What about using source control like Mercurial? I don't know, maybe it isn't exactly what you want, but this is a tool that is designed to track changes between revisions. You can create a repository, commit the first file, then overwrite it with another one an commit the second one:
hg init some_repo
cd some_repo
cp ~/huge_file1.txt .
hg ci -Am "Committing first huge file."
cp ~/huge_file2.txt huge_file1.txt
hg ci -m "Committing second huge file."
From here you can get a diff, telling you what lines differ. If you could somehow use that diff to determine what lines were the same, you would be all set.
That's just an idea, someone correct me if I'm wrong.

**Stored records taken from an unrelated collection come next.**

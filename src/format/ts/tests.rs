use super::demuxer::{Continuity, DecodedUnit, DemuxRouter, PidRole, Route, Routed};
use super::packet::TsPacket;
use super::psi::{ElementaryStream, Pat, PatEntry, Pmt, PsiSection, TableKind};
use super::types::*;
use crate::error::TsError;
use pretty_assertions::assert_eq;

fn frame(pid: u16, unit_start: bool, counter: u8, payload: &[u8]) -> Vec<u8> {
    let mut frame = vec![
        0x47,                                          // Sync byte
        ((unit_start as u8) << 6) | (pid >> 8) as u8, // PUSI + PID high bits
        pid as u8,                                     // PID low bits
        0x10 | (counter & 0x0F),                       // Payload only + CC
    ];
    frame.extend_from_slice(payload);
    frame.resize(TS_PACKET_SIZE, 0xFF);
    frame
}

fn pat_frame(counter: u8) -> Vec<u8> {
    let pat = Pat {
        programs: vec![
            PatEntry {
                program_number: 0,
                pid: 0x0010,
            },
            PatEntry {
                program_number: 1,
                pid: 0x0100,
            },
        ],
    };
    let section = PsiSection::from_pat(1, pat).encode().unwrap();
    frame(PID_PAT, true, counter, &section)
}

fn pmt_frame(counter: u8) -> Vec<u8> {
    let mut pmt = Pmt::new(1, 0x0101);
    pmt.streams = vec![
        ElementaryStream {
            stream_type: 0x1B,
            pid: 0x0101,
            descriptors: Vec::new(),
        },
        ElementaryStream {
            stream_type: 0x0F,
            pid: 0x0102,
            descriptors: Vec::new(),
        },
    ];
    let section = PsiSection::from_pmt(pmt).encode().unwrap();
    frame(0x0100, true, counter, &section)
}

fn pes_payload() -> Vec<u8> {
    vec![
        0x00, 0x00, 0x01, // Start code
        0xE0, // Video stream 0
        0x00, 0x00, // Unbounded length
        0x80, // Marker bits
        0x80, // PTS only
        0x05, // Header data length
        0x21, 0x00, 0x05, 0xBF, 0x21, // PTS 90000
        0xAA, 0xBB, // Payload
    ]
}

fn feed(router: &mut DemuxRouter, frame: &[u8]) -> Routed {
    router.process(&TsPacket::parse(frame).unwrap())
}

#[test]
fn test_continuity_wraps_without_loss() {
    let mut router = DemuxRouter::new();
    for i in 0..17u8 {
        feed(&mut router, &frame(0x0200, false, i % 16, &[0x00]));
    }
    let stats = &router.stats()[&0x0200];
    assert_eq!(stats.packets, 17);
    assert_eq!(stats.discontinuities, 0);
    assert_eq!(stats.duplicates, 0);
    assert_eq!(stats.last_counter, Some(0));
}

#[test]
fn test_duplicate_then_gap() {
    let mut router = DemuxRouter::new();
    let checks: Vec<Continuity> = [5u8, 5, 7]
        .iter()
        .map(|&cc| feed(&mut router, &frame(0x0200, false, cc, &[0x00])).continuity)
        .collect();
    assert_eq!(
        checks,
        vec![
            Continuity::Initial,
            Continuity::Duplicate,
            Continuity::Discontinuity {
                expected: 6,
                actual: 7
            },
        ]
    );
    let stats = &router.stats()[&0x0200];
    assert_eq!(stats.discontinuities, 1);
    assert_eq!(stats.duplicates, 1);
}

#[test]
fn test_discontinuity_indicator_skips_check() {
    let mut router = DemuxRouter::new();
    feed(&mut router, &frame(0x0200, false, 3, &[0x00]));

    let mut flagged = vec![
        0x47, 0x02, 0x00, // PID 0x200
        0x39, // Adaptation + payload, CC 9
        0x01, // Adaptation field length
        0x80, // Discontinuity indicator
    ];
    flagged.resize(TS_PACKET_SIZE, 0xFF);
    assert_eq!(feed(&mut router, &flagged).continuity, Continuity::Skipped);
    assert_eq!(
        feed(&mut router, &frame(0x0200, false, 10, &[0x00])).continuity,
        Continuity::Ok
    );
    assert_eq!(router.stats()[&0x0200].discontinuities, 0);
}

#[test]
fn test_adaptation_only_frames_keep_counter() {
    let mut router = DemuxRouter::new();
    feed(&mut router, &frame(0x0200, false, 4, &[0x00]));

    let mut adaptation_only = vec![
        0x47, 0x02, 0x00, // PID 0x200
        0x24, // Adaptation only, CC 4
        183,  // Adaptation field length
        0x00, // No flags
    ];
    adaptation_only.resize(TS_PACKET_SIZE, 0xFF);
    assert_eq!(
        feed(&mut router, &adaptation_only).continuity,
        Continuity::Skipped
    );
    assert_eq!(
        feed(&mut router, &frame(0x0200, false, 5, &[0x00])).continuity,
        Continuity::Ok
    );
}

#[test]
fn test_null_pid_never_checked() {
    let mut router = DemuxRouter::new();
    for cc in [0u8, 7, 7, 2] {
        let routed = feed(&mut router, &frame(PID_NULL, true, cc, &[0x00]));
        assert_eq!(routed.continuity, Continuity::Skipped);
        assert!(routed.unit.is_none());
        assert_eq!(routed.route, Route::Drop);
    }
    let stats = &router.stats()[&PID_NULL];
    assert_eq!(stats.packets, 4);
    assert_eq!(stats.discontinuities, 0);
    assert_eq!(stats.role, PidRole::Null);
}

#[test]
fn test_program_discovery_and_routing() {
    let mut router = DemuxRouter::new();

    let routed = feed(&mut router, &pat_frame(0));
    assert_eq!(routed.route, Route::Broadcast);
    match routed.unit {
        Some(Ok(DecodedUnit::Section(section))) => {
            assert_eq!(section.kind(), TableKind::Pat);
            assert_eq!(section.crc_valid(), Some(true));
        }
        other => panic!("expected a PAT section, got {:?}", other),
    }
    assert_eq!(router.role(0x0010), PidRole::Network);
    assert_eq!(router.role(0x0100), PidRole::ProgramMap);
    assert_eq!(router.role(0x0101), PidRole::Unclassified);

    let routed = feed(&mut router, &pmt_frame(0));
    assert_eq!(routed.route, Route::Program(0x0100));
    assert!(matches!(routed.unit, Some(Ok(DecodedUnit::Section(_)))));
    assert_eq!(
        router.role(0x0101),
        PidRole::Elementary {
            program_map_pid: 0x0100
        }
    );
    assert_eq!(router.elementary_pids().get(&0x0102), Some(&0x0100));

    let routed = feed(&mut router, &frame(0x0101, true, 0, &pes_payload()));
    assert_eq!(routed.route, Route::Program(0x0100));
    match routed.unit {
        Some(Ok(DecodedUnit::Pes(pes))) => {
            assert_eq!(pes.stream_id, 0xE0);
            assert_eq!(pes.pts().map(|t| t.value), Some(90_000));
            assert_eq!(pes.dts(), None);
        }
        other => panic!("expected a PES packet, got {:?}", other),
    }

    // Continuation frames are routed but not decoded
    let routed = feed(&mut router, &frame(0x0101, false, 1, &[0x00; 184]));
    assert_eq!(routed.route, Route::Program(0x0100));
    assert!(routed.unit.is_none());
}

#[test]
fn test_classification_is_monotonic() {
    let mut router = DemuxRouter::new();
    feed(&mut router, &pat_frame(0));
    feed(&mut router, &pmt_frame(0));

    // A later PAT naming an elementary PID as a PMT does not reclassify it
    let pat = Pat {
        programs: vec![PatEntry {
            program_number: 2,
            pid: 0x0101,
        }],
    };
    let section = PsiSection::from_pat(1, pat).encode().unwrap();
    feed(&mut router, &frame(PID_PAT, true, 1, &section));

    assert!(!router.program_map_pids().contains(&0x0101));
    assert_eq!(
        router.role(0x0101),
        PidRole::Elementary {
            program_map_pid: 0x0100
        }
    );
}

#[test]
fn test_elementary_before_pmt_is_dropped() {
    let mut router = DemuxRouter::new();
    feed(&mut router, &pat_frame(0));

    let routed = feed(&mut router, &frame(0x0101, false, 0, &[0x00; 184]));
    assert_eq!(routed.route, Route::Drop);
    assert_eq!(router.stats()[&0x0101].role, PidRole::Unclassified);

    feed(&mut router, &pmt_frame(0));
    let routed = feed(&mut router, &frame(0x0101, false, 1, &[0x00; 184]));
    assert_eq!(routed.route, Route::Program(0x0100));
    assert_eq!(routed.continuity, Continuity::Ok);
}

#[test]
fn test_transport_error_counted_not_decoded() {
    let mut router = DemuxRouter::new();
    let mut damaged = pat_frame(0);
    damaged[1] |= 0x80; // Transport error indicator

    let routed = feed(&mut router, &damaged);
    assert!(routed.unit.is_none());
    assert_eq!(routed.route, Route::Broadcast);
    assert_eq!(router.stats()[&PID_PAT].errors, 1);
    assert!(router.program_map_pids().is_empty());
}

#[test]
fn test_reserved_pids_not_decoded() {
    let mut router = DemuxRouter::new();
    let routed = feed(&mut router, &frame(0x0005, true, 0, &[0x00, 0x00, 0xB0]));
    assert!(routed.unit.is_none());
    assert_eq!(router.role(0x0005), PidRole::Reserved);
    assert_eq!(router.role(PID_IPMP), PidRole::Reserved);
}

#[test]
fn test_scrambled_and_malformed_pes() {
    let mut router = DemuxRouter::new();
    feed(&mut router, &pat_frame(0));
    feed(&mut router, &pmt_frame(0));

    let mut scrambled = frame(0x0101, true, 0, &pes_payload());
    scrambled[3] |= 0xC0; // Odd key
    assert!(feed(&mut router, &scrambled).unit.is_none());

    let routed = feed(&mut router, &frame(0x0102, true, 0, &[0x12, 0x34, 0x56, 0x78]));
    assert!(matches!(routed.unit, Some(Err(TsError::InvalidData(_)))));
}

#[test]
fn test_unclassified_pid_decodes_generic_section() {
    let mut router = DemuxRouter::new();
    let payload = [
        0x00, // Pointer field
        0x42, // Table id
        0x30, 0x02, // No syntax, length 2
        0xDE, 0xAD, // Body
    ];
    let routed = feed(&mut router, &frame(0x0300, true, 0, &payload));
    match routed.unit {
        Some(Ok(DecodedUnit::Section(section))) => {
            assert_eq!(section.table_id, 0x42);
            assert_eq!(section.kind(), TableKind::Generic);
            assert_eq!(section.crc32, None);
        }
        other => panic!("expected a generic section, got {:?}", other),
    }
}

I would try the following: for each file that you are comparing, create temporary files (i refer to it as partial file later) on disk representing each alphabetic letter and an additional file for all other characters. then read the whole file line by line. while doing so, insert the line into the relevant file that corresponds to the letter it starts with. since you have done that for both files, you can now limit the comparison for loading two smaller files at a time. a line starting with A for example can appear only in one partial file and there will not be a need to compare each partial file more than once. If the resulting files are still very large, you can apply the same methodology on the resulting partial files (letter specific files) that are being compared by creating files according to the second letter in them. the trade-of here would be usage of large disk space temporarily until the process is finished. in this process, approaches mentioned in other posts here can help in dealing with the partial files more efficiently.